As this article highlights, “At Facebook, we have unique storage scalability challenges when it comes to our data warehouse. Our warehouse stores upwards of 300 PB of Hive data, with an incoming daily rate of about 600 TB. In the last year, the warehouse has seen a 3x growth in the amount of data stored.”
How to scale out
Scaling out is usually done with the help of a load balancer. It receives all the incoming requests and then routes them to different servers based on availability. This makes sure that no single server becomes the point of all the traffic and so the workload is distributed uniformly.
If one server in the cluster fails, the load balancer routes the incoming requests to other servers in the cluster. Load balancers also make scaling out your Java EE application much easier.
Should you want to add another server to the cluster, then the load balancer can start directing traffic to the server right away. This saves valuable time that is otherwise used in complicated configurations of the servers.
Pitfalls of using a Load Balancer
Some applications use states to store session information for the client. These states, like HTTP session objects, store the user information, like shopping cart information, and must be present on the server for the requests to be executed.
With simple load-balanced architecture, the load balancer can redirect consequent requests to different servers based on availability. The new server will not have the session states and the user request cannot be processed.
Every time a user accesses the application, they may be directed to a different server. This means that the user will have to submit all their previous data again to the new server, something which slows network performance.

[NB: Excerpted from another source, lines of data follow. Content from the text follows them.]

//! Connector entity model
//!
//! A connector is a configured integration endpoint to one external system
//! (identity provider, device management, security platform, ...). The
//! registry owns creation and health; the orchestrator owns sync cadence.

use std::fmt;

use chrono::{DateTime, Utc};
use serde::{Deserialize, Serialize};
use serde_json::Value as JsonValue;
use uuid::Uuid;

/// Category of external system a connector integrates with.
#[derive(Debug, Clone, Copy, PartialEq, Eq, Hash, Serialize, Deserialize)]
#[serde(rename_all = "snake_case")]
pub enum ConnectorType {
    IdentityProvider,
    DeviceManagement,
    SecurityPlatform,
    HrSystem,
    Itsm,
    Collaboration,
    CloudPlatform,
    Directory,
    Custom,
}

impl ConnectorType {
    pub const fn as_str(self) -> &'static str {
        match self {
            ConnectorType::IdentityProvider => "identity_provider",
            ConnectorType::DeviceManagement => "device_management",
            ConnectorType::SecurityPlatform => "security_platform",
            ConnectorType::HrSystem => "hr_system",
            ConnectorType::Itsm => "itsm",
            ConnectorType::Collaboration => "collaboration",
            ConnectorType::CloudPlatform => "cloud_platform",
            ConnectorType::Directory => "directory",
            ConnectorType::Custom => "custom",
        }
    }
}

impl fmt::Display for ConnectorType {
    fn fmt(&self, f: &mut fmt::Formatter<'_>) -> fmt::Result {
        f.write_str(self.as_str())
    }
}

/// Operational status of a connector. Only operator or orchestrator actions
/// with a documented reason may change this; health checks never touch it.
#[derive(Debug, Clone, Copy, PartialEq, Eq, Serialize, Deserialize)]
#[serde(rename_all = "snake_case")]
pub enum ConnectorStatus {
    Active,
    Inactive,
    Error,
    Maintenance,
    Deprecated,
}

impl ConnectorStatus {
    pub const fn as_str(self) -> &'static str {
        match self {
            ConnectorStatus::Active => "active",
            ConnectorStatus::Inactive => "inactive",
            ConnectorStatus::Error => "error",
            ConnectorStatus::Maintenance => "maintenance",
            ConnectorStatus::Deprecated => "deprecated",
        }
    }
}

impl fmt::Display for ConnectorStatus {
    fn fmt(&self, f: &mut fmt::Formatter<'_>) -> fmt::Result {
        f.write_str(self.as_str())
    }
}

/// Health as observed by health-check jobs, independent of status.
#[derive(Debug, Clone, Copy, PartialEq, Eq, Serialize, Deserialize)]
#[serde(rename_all = "snake_case")]
pub enum HealthStatus {
    Healthy,
    Degraded,
    Unhealthy,
    Unknown,
}

impl HealthStatus {
    pub const fn as_str(self) -> &'static str {
        match self {
            HealthStatus::Healthy => "healthy",
            HealthStatus::Degraded => "degraded",
            HealthStatus::Unhealthy => "unhealthy",
            HealthStatus::Unknown => "unknown",
        }
    }
}

impl fmt::Display for HealthStatus {
    fn fmt(&self, f: &mut fmt::Formatter<'_>) -> fmt::Result {
        f.write_str(self.as_str())
    }
}

/// How scheduled syncs pull data from the external system.
#[derive(Debug, Clone, Copy, PartialEq, Eq, Serialize, Deserialize)]
#[serde(rename_all = "snake_case")]
pub enum SyncStrategy {
    Full,
    Incremental,
    Delta,
}

impl SyncStrategy {
    pub const fn as_str(self) -> &'static str {
        match self {
            SyncStrategy::Full => "full",
            SyncStrategy::Incremental => "incremental",
            SyncStrategy::Delta => "delta",
        }
    }
}

impl fmt::Display for SyncStrategy {
    fn fmt(&self, f: &mut fmt::Formatter<'_>) -> fmt::Result {
        f.write_str(self.as_str())
    }
}

/// Semantic-versioned connector configuration blob. The registry validates
/// the shape at registration time; components treat `settings` as opaque.
#[derive(Debug, Clone, PartialEq, Serialize, Deserialize)]
pub struct ConnectorConfig {
    /// Semantic version of the config schema (e.g. "1.2.0")
    pub version: String,
    /// Base endpoint of the external system, when applicable
    #[serde(default, skip_serializing_if = "Option::is_none")]
    pub endpoint: Option<String>,
    /// Provider-specific settings, validated by the owning adapter
    #[serde(default)]
    pub settings: JsonValue,
}

/// Capability descriptor advertised by a connector.
#[derive(Debug, Clone, Copy, PartialEq, Eq, Default, Serialize, Deserialize)]
pub struct ConnectorCapabilities {
    /// Supports incremental/delta pulls with a `since` watermark
    pub supports_incremental: bool,
    /// Can receive inbound webhooks for event-driven sync
    pub supports_webhooks: bool,
    /// Supports pushing changes back to the external system
    pub supports_push: bool,
}

/// A configured integration endpoint to an external system.
#[derive(Debug, Clone, PartialEq, Serialize, Deserialize)]
pub struct Connector {
    /// Stable identifier
    pub id: Uuid,
    /// Unique, human-chosen name
    pub name: String,
    /// Category of external system
    pub connector_type: ConnectorType,
    /// Vendor/product identifier (e.g. "okta", "intune")
    pub provider: String,
    /// Versioned configuration blob
    pub config: ConnectorConfig,
    /// Advertised capabilities
    pub capabilities: ConnectorCapabilities,
    /// Operational status
    pub status: ConnectorStatus,
    /// Last observed health
    pub health: HealthStatus,
    /// Whether scheduled syncs are enabled
    pub sync_enabled: bool,
    /// Seconds between scheduled syncs
    pub sync_interval_seconds: u64,
    /// Strategy applied to scheduled syncs
    pub sync_strategy: SyncStrategy,
    /// Completion time of the last successful sync
    pub last_sync: Option<DateTime<Utc>>,
    /// Next scheduled sync; only meaningful while `sync_enabled`
    pub next_sync: Option<DateTime<Utc>>,
    /// Timestamp of the last health probe, updated even on no-op transitions
    pub last_health_check: Option<DateTime<Utc>>,
    /// Per-minute request budget against the external system
    pub rate_limit_per_minute: u32,
    /// Per-hour request budget against the external system
    pub rate_limit_per_hour: u32,
    /// Reference to the key encrypting stored credentials, if any
    pub encryption_key_id: Option<String>,
    /// Client certificate reference, if the provider requires mTLS
    pub certificate_id: Option<String>,
    /// Owning tenant, when scoped
    pub tenant_id: Option<Uuid>,
    pub created_at: DateTime<Utc>,
    pub updated_at: DateTime<Utc>,
}

impl Connector {
    /// True when the connector should be picked up by the scheduler at `now`.
    pub fn is_due(&self, now: DateTime<Utc>) -> bool {
        self.sync_enabled
            && self.status == ConnectorStatus::Active
            && self.next_sync.is_none_or(|next| next <= now)
    }
}
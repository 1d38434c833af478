//! Configuration loading for the integration engine.
//!
//! Loads layered `.env` files and environment variables prefixed with
//! `NOVA_`, producing a typed [`AppConfig`].

use std::{collections::BTreeMap, env, net::SocketAddr, path::PathBuf};

use serde::{Deserialize, Serialize};
use thiserror::Error;

/// Application configuration derived from `NOVA_*` environment variables.
#[derive(Debug, Clone, Serialize, Deserialize)]
#[serde(rename_all = "SCREAMING_SNAKE_CASE")]
pub struct AppConfig {
    #[serde(default = "default_profile")]
    pub profile: String,
    #[serde(default = "default_api_bind_addr")]
    pub api_bind_addr: String,
    #[serde(default = "default_log_level")]
    pub log_level: String,
    #[serde(default = "default_log_format")]
    pub log_format: String,
    #[serde(default)]
    pub scheduler: SchedulerConfig,
    #[serde(default)]
    pub retry: RetryConfig,
    #[serde(default)]
    pub pipeline: PipelineConfig,
    #[serde(default)]
    pub identity: IdentityConfig,
    #[serde(default)]
    pub quality: QualityConfig,
}

/// Sync-orchestrator scheduling parameters.
#[derive(Debug, Clone, Serialize, Deserialize)]
#[serde(rename_all = "SCREAMING_SNAKE_CASE")]
pub struct SchedulerConfig {
    /// Seconds between orchestrator ticks
    #[serde(default = "default_scheduler_tick_seconds")]
    pub tick_interval_seconds: u64,
    /// Fallback sync interval for connectors without one
    #[serde(default = "default_scheduler_interval_seconds")]
    pub default_interval_seconds: u64,
    /// Jitter band applied to scheduled jobs, as a fraction of the interval
    #[serde(default = "default_jitter_pct_min")]
    pub jitter_pct_min: f64,
    #[serde(default = "default_jitter_pct_max")]
    pub jitter_pct_max: f64,
    /// Maximum concurrently running jobs across all connectors
    #[serde(default = "default_scheduler_concurrency")]
    pub concurrency: usize,
    /// Maximum jobs claimed per tick
    #[serde(default = "default_claim_batch")]
    pub claim_batch: usize,
    /// Wall-clock budget for a running job, per job type; fallback applies
    /// when the type has no override
    #[serde(default = "default_job_timeout_seconds")]
    pub job_timeout_seconds: u64,
    #[serde(default, skip_serializing_if = "BTreeMap::is_empty")]
    pub job_timeout_overrides: BTreeMap<String, u64>,
}

/// Retry policy for failed and timed-out sync jobs.
#[derive(Debug, Clone, Serialize, Deserialize)]
#[serde(rename_all = "SCREAMING_SNAKE_CASE")]
pub struct RetryConfig {
    /// Upper bound for exponential backoff
    #[serde(default = "default_retry_max_backoff_seconds")]
    pub max_backoff_seconds: u64,
    /// Random factor applied to backoff, range 0.0-1.0
    #[serde(default = "default_retry_jitter_factor")]
    pub jitter_factor: f64,
    /// Attempt ceiling across one retry chain
    #[serde(default = "default_retry_max_attempts")]
    pub max_attempts: u32,
}

/// Event-pipeline parameters.
#[derive(Debug, Clone, Serialize, Deserialize)]
#[serde(rename_all = "SCREAMING_SNAKE_CASE")]
pub struct PipelineConfig {
    /// Milliseconds between pipeline ticks
    #[serde(default = "default_pipeline_tick_ms")]
    pub tick_ms: u64,
    /// Events processed concurrently (distinct correlation ids)
    #[serde(default = "default_pipeline_concurrency")]
    pub concurrency: usize,
    /// Maximum events claimed per tick
    #[serde(default = "default_claim_batch")]
    pub claim_batch: usize,
    /// Retry ceiling applied when ingress supplies none
    #[serde(default = "default_event_max_retries")]
    pub default_max_retries: u32,
    /// Base retry backoff
    #[serde(default = "default_pipeline_backoff_base_seconds")]
    pub backoff_base_seconds: u64,
    #[serde(default = "default_pipeline_backoff_max_seconds")]
    pub backoff_max_seconds: u64,
    #[serde(default = "default_retry_jitter_factor")]
    pub jitter_factor: f64,
}

/// Identity-resolution thresholds.
#[derive(Debug, Clone, Serialize, Deserialize)]
#[serde(rename_all = "SCREAMING_SNAKE_CASE")]
pub struct IdentityConfig {
    /// Confidence at which a PENDING_REVIEW mapping promotes to ACTIVE
    #[serde(default = "default_identity_threshold")]
    pub promote_threshold: f64,
    /// Confidence at or above which a disagreeing source conflicts the
    /// mapping instead of replacing the value
    #[serde(default = "default_identity_threshold")]
    pub conflict_threshold: f64,
}

/// Data-quality thresholds, applied per check severity.
#[derive(Debug, Clone, Serialize, Deserialize)]
#[serde(rename_all = "SCREAMING_SNAKE_CASE")]
pub struct QualityConfig {
    /// Score at or above which a check passes
    #[serde(default = "default_quality_pass_threshold")]
    pub pass_threshold: f64,
    /// Score at or above which a failing check downgrades to a warning
    #[serde(default = "default_quality_warn_threshold")]
    pub warn_threshold: f64,
}

fn default_profile() -> String {
    "local".to_string()
}
fn default_api_bind_addr() -> String {
    "127.0.0.1:8080".to_string()
}
fn default_log_level() -> String {
    "info".to_string()
}
fn default_log_format() -> String {
    "json".to_string()
}
fn default_scheduler_tick_seconds() -> u64 {
    15
}
fn default_scheduler_interval_seconds() -> u64 {
    900
}
fn default_jitter_pct_min() -> f64 {
    0.0
}
fn default_jitter_pct_max() -> f64 {
    0.1
}
fn default_scheduler_concurrency() -> usize {
    10
}
fn default_claim_batch() -> usize {
    50
}
fn default_job_timeout_seconds() -> u64 {
    300
}
fn default_retry_max_backoff_seconds() -> u64 {
    3600
}
fn default_retry_jitter_factor() -> f64 {
    0.1
}
fn default_retry_max_attempts() -> u32 {
    5
}
fn default_pipeline_tick_ms() -> u64 {
    1000
}
fn default_pipeline_concurrency() -> usize {
    16
}
fn default_event_max_retries() -> u32 {
    3
}
fn default_pipeline_backoff_base_seconds() -> u64 {
    5
}
fn default_pipeline_backoff_max_seconds() -> u64 {
    900
}
fn default_identity_threshold() -> f64 {
    0.75
}
fn default_quality_pass_threshold() -> f64 {
    0.95
}
fn default_quality_warn_threshold() -> f64 {
    0.8
}
#[async_trait]
impl PolicyStore for InMemoryStore {
    async fn insert(&self, policy: IntegrationPolicy) -> Result<IntegrationPolicy, StoreError> {
        let mut policies = self.policies.write().await;
        if policies.values().any(|p| p.name == policy.name) {
            return Err(StoreError::Duplicate {
                entity: "integration_policy",
                field: "name",
                value: policy.name,
            });
        }
        policies.insert(policy.id, policy.clone());
        Ok(policy)
    }

    async fn update(&self, policy: IntegrationPolicy) -> Result<IntegrationPolicy, StoreError> {
        let mut policies = self.policies.write().await;
        if !policies.contains_key(&policy.id) {
            return Err(StoreError::NotFound {
                entity: "integration_policy",
            });
        }
        policies.insert(policy.id, policy.clone());
        Ok(policy)
    }

    async fn list_enabled(&self) -> Result<Vec<IntegrationPolicy>, StoreError> {
        let mut enabled: Vec<IntegrationPolicy> = self
            .policies
            .read()
            .await
            .values()
            .filter(|p| p.enabled)
            .cloned()
            .collect();
        enabled.sort_by(|a, b| b.priority.cmp(&a.priority).then(a.id.cmp(&b.id)));
        Ok(enabled)
    }
}

#[async_trait]
impl MetricStore for InMemoryStore {
    async fn append(&self, metric: ConnectorMetric) -> Result<ConnectorMetric, StoreError> {
        self.metrics.write().await.push(metric.clone());
        Ok(metric)
    }

    async fn list_for_connector(
        &self,
        connector_id: Uuid,
    ) -> Result<Vec<ConnectorMetric>, StoreError> {
        Ok(self
            .metrics
            .read()
            .await
            .iter()
            .filter(|m| m.connector_id == connector_id)
            .cloned()
            .collect())
    }
}

#[async_trait]
impl TemplateStore for InMemoryStore {
    async fn insert(&self, template: ConnectorTemplate) -> Result<ConnectorTemplate, StoreError> {
        let mut templates = self.templates.write().await;
        if templates.values().any(|t| t.name == template.name) {
            return Err(StoreError::Duplicate {
                entity: "connector_template",
                field: "name",
                value: template.name,
            });
        }
        templates.insert(template.id, template.clone());
        Ok(template)
    }

    async fn get_by_name(&self, name: &str) -> Result<Option<ConnectorTemplate>, StoreError> {
        Ok(self
            .templates
            .read()
            .await
            .values()
            .find(|t| t.name == name)
            .cloned())
    }

    async fn update(&self, template: ConnectorTemplate) -> Result<ConnectorTemplate, StoreError> {
        let mut templates = self.templates.write().await;
        if !templates.contains_key(&template.id) {
            return Err(StoreError::NotFound {
                entity: "connector_template",
            });
        }
        templates.insert(template.id, template.clone());
        Ok(template)
    }
}
//! # Nova Integrations
//!
//! Connector synchronization and event-processing engine: a registry of
//! configured connectors, a sync orchestrator with per-connector rate limits
//! and retries, an event pipeline with transformation, quality, and policy
//! stages, and an identity resolver reconciling external identities into
//! canonical users.

pub mod adapters;
pub mod config;
pub mod error;
pub mod identity;
pub mod metrics_collector;
pub mod models;
pub mod orchestrator;
pub mod pipeline;
pub mod policy;
pub mod quality;
pub mod rate_limit;
pub mod registry;
pub mod repositories;
pub mod server;
pub mod telemetry;
pub mod transform;

pub use error::EngineError;
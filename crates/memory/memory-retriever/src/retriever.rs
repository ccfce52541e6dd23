//! Embedding-based similarity retrieval.

use std::sync::Arc;

use async_trait::async_trait;
use embedding::EmbeddingService;
use memory_core::{RetrievedDocument, VectorDocument, VectorStore};
use serde_json::{Map, Value};
use tracing::{info, warn};

/// Similarity-search capability: `retrieve(query, k)` → up to `k` documents, most similar first.
#[async_trait]
pub trait SimilarityRetriever: Send + Sync {
    async fn retrieve(&self, query: &str, k: usize) -> Result<Vec<RetrievedDocument>, anyhow::Error>;
}

pub struct EmbeddingRetriever {
    embedding_service: Arc<dyn EmbeddingService>,
    store: Arc<dyn VectorStore>,
    min_score: f32,
}

impl EmbeddingRetriever {
    pub fn new(embedding_service: Arc<dyn EmbeddingService>, store: Arc<dyn VectorStore>) -> Self {
        Self {
            embedding_service,
            store,
            min_score: 0.0,
        }
    }

    /// Hits scoring below `min_score` are dropped.
    pub fn with_min_score(mut self, min_score: f32) -> Self {
        self.min_score = min_score;
        self
    }

    /// Embeds and stores one document.
    pub async fn index(
        &self,
        content: &str,
        metadata: Map<String, Value>,
    ) -> Result<(), anyhow::Error> {
        let embedding = self.embedding_service.embed(content).await?;
        self.store
            .add(VectorDocument::new(content, metadata, embedding))
            .await
    }

    /// Embeds documents in one call and stores them. Returns how many were indexed.
    pub async fn index_batch(&self, documents: Vec<RetrievedDocument>) -> Result<usize, anyhow::Error> {
        if documents.is_empty() {
            return Ok(0);
        }
        let texts: Vec<String> = documents.iter().map(|d| d.content.clone()).collect();
        let embeddings = self.embedding_service.embed_batch(&texts).await?;
        if embeddings.len() != documents.len() {
            anyhow::bail!(
                "Expected {} embeddings, got {}",
                documents.len(),
                embeddings.len()
            );
        }

        let vectors: Vec<VectorDocument> = documents
            .into_iter()
            .zip(embeddings)
            .map(|(doc, embedding)| VectorDocument::new(doc.content, doc.metadata, embedding))
            .collect();
        let count = vectors.len();
        self.store.add_batch(vectors).await?;
        Ok(count)
    }
}

#[async_trait]
impl SimilarityRetriever for EmbeddingRetriever {
    async fn retrieve(&self, query: &str, k: usize) -> Result<Vec<RetrievedDocument>, anyhow::Error> {
        let query = query.trim();
        if query.is_empty() || k == 0 {
            return Ok(Vec::new());
        }

        info!(query_len = query.len(), k, "step: embedding generate query vector");
        let query_embedding = self.embedding_service.embed(query).await?;

        let scored = self.store.similarity_search(&query_embedding, k).await?;

        let count_before = scored.len();
        if count_before > 0 {
            let min_s = scored.iter().map(|s| s.score).fold(f32::NAN, f32::min);
            let max_s = scored.iter().map(|s| s.score).fold(f32::NAN, f32::max);
            info!(
                count = count_before,
                score_min = %min_s,
                score_max = %max_s,
                "step: similarity_search score distribution"
            );
        }

        let documents: Vec<RetrievedDocument> = scored
            .into_iter()
            .filter(|s| s.score >= self.min_score)
            .map(RetrievedDocument::from)
            .collect();

        if count_before > 0 && documents.is_empty() {
            warn!(
                min_score = self.min_score,
                count_before, "all similarity results below threshold, none kept"
            );
        }
        Ok(documents)
    }
}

To counter this problem, Sticky Sessions can be used. Sticky sessions are implemented on the load balancer to make sure that subsequent requests from a client go to the same server every time. This is also known as server-affinity.
This helps resolve the aforementioned problem but does, however, give rise to another problem. If the server that created the session for the client crashes, then the next request will be forwarded to another server in the cluster which will not have the state information. This eventuality brings us back to square one.
To counter this problem, we move outwards from a single server and focus on creating integrated server networks. If all the data about the states was stored in a single database that was stored in a way that made it accessible to multiple server systems, then in case of any server going offline, the state data would still be accessible to the next server that responds to requests by the client.
However, the drawback of such a system is that database accesses can be a time-intensive process that can decrease the performance of the system.
Solutions like Oracle Coherence provide an in-memory distributed solution for clustered application servers. This provides a fast messaging service between servers that can exchange critical data like the user states.
For now, this is the best solution for having the user states present in all the servers simultaneously. There is no need for expensive database operations and the data is reliably transferred to all the Servers of an application.
Java EE applications are unique to the architecture they were designed on. Even though they may use the same standard libraries and APIs, two separate applications with the same functionality can be designed with different priorities in mind.
This creates problems when a single strategy is used to scale two different Java EE applications.
How you scaling a Java EE application depends largely upon the design of the application. Scaling out by adding more servers is generally a good way to scale the application to cope with a bigger load. But as I have discussed, the way to do this also depends upon the type of application that needs to be scaled.
Understanding the architecture of your application and the different types of scaling, including the strengths and weaknesses of each approach, will ensure that you will scale your Java EE application successfully.